> [What is expected] Beginning with the line below that contains "actions were added." and ending with the line that contains "self.actions.values().map(|a| a.descriptor()).collect();", copy every line exactly. Copy nothing else.

■ ■ ■

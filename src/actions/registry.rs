// ABOUTME: Registry mapping action references to registered action implementations
// ABOUTME: Supports explicit registration, callback discovery and pinned `name@version` lookups

use std::collections::{BTreeMap, HashMap};
use std::fmt;
use std::sync::Arc;
use tracing::{debug, warn};

use super::descriptor::ActionDescriptor;
use super::error::RegistryError;
use super::shell::ShellAction;
use super::Action;

/// Package name for actions whose name has no `/` prefix.
pub const CORE_PACKAGE: &str = "core";

pub struct ActionRegistry {
    actions: HashMap<String, Arc<dyn Action>>,
}

/// A parsed `name` or `name@version` reference.
#[derive(Debug, Clone, PartialEq, Eq)]
pub struct ActionReference<'a> {
    pub name: &'a str,
    pub version: Option<&'a str>,
}

impl<'a> ActionReference<'a> {
    pub fn parse(reference: &'a str) -> Result<Self, RegistryError> {
        let invalid = |reason: &str| RegistryError::InvalidReference {
            reference: reference.to_string(),
            reason: reason.to_string(),
        };

        let (name, version) = match reference.split_once('@') {
            Some((name, version)) => {
                if version.is_empty() {
                    return Err(invalid("version after '@' is empty"));
                }
                if version.contains('@') {
                    return Err(invalid("more than one '@'"));
                }
                (name, Some(version))
            }
            None => (reference, None),
        };

        if name.trim().is_empty() {
            return Err(invalid("action name is empty"));
        }
        if name.chars().any(char::is_whitespace) {
            return Err(invalid("action name contains whitespace"));
        }

        Ok(Self { name, version })
    }
}

impl ActionRegistry {
    pub fn new() -> Self {
        Self {
            actions: HashMap::new(),
        }
    }

    /// A registry with the built-in actions already registered.
    pub fn with_builtins() -> Self {
        let mut registry = Self::new();
        registry
            .actions
            .insert(super::SHELL_ACTION.to_string(), Arc::new(ShellAction::new()));
        registry
    }

    /// Register `action` under its declared name.
    ///
    /// Registering an identical definition again is a no-op; a different
    /// definition under the same name is a conflict.
    pub fn register(&mut self, action: Arc<dyn Action>) -> Result<bool, RegistryError> {
        let incoming = action.descriptor();
        ActionReference::parse(&incoming.name)?;

        if let Some(existing) = self.actions.get(&incoming.name) {
            let existing = existing.descriptor();
            if existing == incoming {
                debug!("Action '{}' already registered, skipping", incoming);
                return Ok(false);
            }
            return Err(RegistryError::Conflict {
                name: incoming.name.clone(),
                existing: existing.summary(),
                incoming: incoming.summary(),
            });
        }

        debug!("Registered action {}", incoming);
        let name = incoming.name.clone();
        self.actions.insert(name, action);
        Ok(true)
    }

    /// Register every action produced by `discovery`.
    ///
    /// All conflicts are collected; actions that registered cleanly stay
    /// registered. Returns how many new actions were added.
    pub fn discover<F, I>(&mut self, discovery: F) -> Result<usize, RegistryError>
    where
        F: FnOnce() -> I,
        I: IntoIterator<Item = Arc<dyn Action>>,
    {
        let mut added = 0;
        let mut errors = Vec::new();

        for action in discovery() {
            match self.register(action) {
                Ok(true) => added += 1,
                Ok(false) => {}
                Err(e) => {
                    warn!("Discovery conflict: {}", e);
                    errors.push(e);
                }
            }
        }

        if errors.is_empty() {
            debug!("Discovered {} new actions", added);
            Ok(added)
        } else {
            Err(RegistryError::Discovery(errors))
        }
    }

    /// Look up an action by `name` or `name@version`.
    pub fn resolve(&self, reference: &str) -> Result<Arc<dyn Action>, RegistryError> {
        let parsed = ActionReference::parse(reference)?;
        let not_found = || RegistryError::NotFound {
            reference: reference.to_string(),
        };

        let action = self.actions.get(parsed.name).ok_or_else(not_found)?;
        if let Some(version) = parsed.version {
            if action.descriptor().version != version {
                return Err(not_found());
            }
        }
        Ok(Arc::clone(action))
    }

    pub fn contains(&self, reference: &str) -> bool {
        self.resolve(reference).is_ok()
    }

    /// Descriptors of every registered action, sorted by name.
    pub fn list_actions(&self) -> Vec<&ActionDescriptor> {
        let mut descriptors: Vec<&ActionDescriptor> =
            self.actions.values().map(|a| a.descriptor()).collect();
        descriptors.sort_by(|a, b| a.name.cmp(&b.name));
        descriptors
    }

    /// Descriptors grouped by the package prefix of their name (`pkg/action`).
    pub fn actions_by_package(&self) -> BTreeMap<String, Vec<&ActionDescriptor>> {
        let mut packages: BTreeMap<String, Vec<&ActionDescriptor>> = BTreeMap::new();
        for descriptor in self.list_actions() {
            let package = match descriptor.name.split_once('/') {
                Some((package, _)) => package.to_string(),
                None => CORE_PACKAGE.to_string(),
            };
            packages.entry(package).or_default().push(descriptor);
        }
        packages
    }

    pub fn len(&self) -> usize {
        self.actions.len()
    }

    pub fn is_empty(&self) -> bool {
        self.actions.is_empty()
    }
}

impl Default for ActionRegistry {
    fn default() -> Self {
        Self::new()
    }
}

impl fmt::Debug for ActionRegistry {
    fn fmt(&self, f: &mut fmt::Formatter<'_>) -> fmt::Result {
        f.debug_struct("ActionRegistry")
            .field(
                "actions",
                &self.list_actions().iter().map(|d| d.to_string()).collect::<Vec<_>>(),
            )
            .finish()
    }
}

■ ■ ■

> [Response]
    /// registered. Returns how many new actions were added.
    pub fn discover<F, I>(&mut self, discovery: F) -> Result<usize, RegistryError>
    where
        F: FnOnce() -> I,
        I: IntoIterator<Item = Arc<dyn Action>>,
    {
        let mut added = 0;
        let mut errors = Vec::new();

        for action in discovery() {
            match self.register(action) {
                Ok(true) => added += 1,
                Ok(false) => {}
                Err(e) => {
                    warn!("Discovery conflict: {}", e);
                    errors.push(e);
                }
            }
        }

        if errors.is_empty() {
            debug!("Discovered {} new actions", added);
            Ok(added)
        } else {
            Err(RegistryError::Discovery(errors))
        }
    }

    /// Look up an action by `name` or `name@version`.
    pub fn resolve(&self, reference: &str) -> Result<Arc<dyn Action>, RegistryError> {
        let parsed = ActionReference::parse(reference)?;
        let not_found = || RegistryError::NotFound {
            reference: reference.to_string(),
        };

        let action = self.actions.get(parsed.name).ok_or_else(not_found)?;
        if let Some(version) = parsed.version {
            if action.descriptor().version != version {
                return Err(not_found());
            }
        }
        Ok(Arc::clone(action))
    }

    pub fn contains(&self, reference: &str) -> bool {
        self.resolve(reference).is_ok()
    }

    /// Descriptors of every registered action, sorted by name.
    pub fn list_actions(&self) -> Vec<&ActionDescriptor> {
        let mut descriptors: Vec<&ActionDescriptor> =
            self.actions.values().map(|a| a.descriptor()).collect();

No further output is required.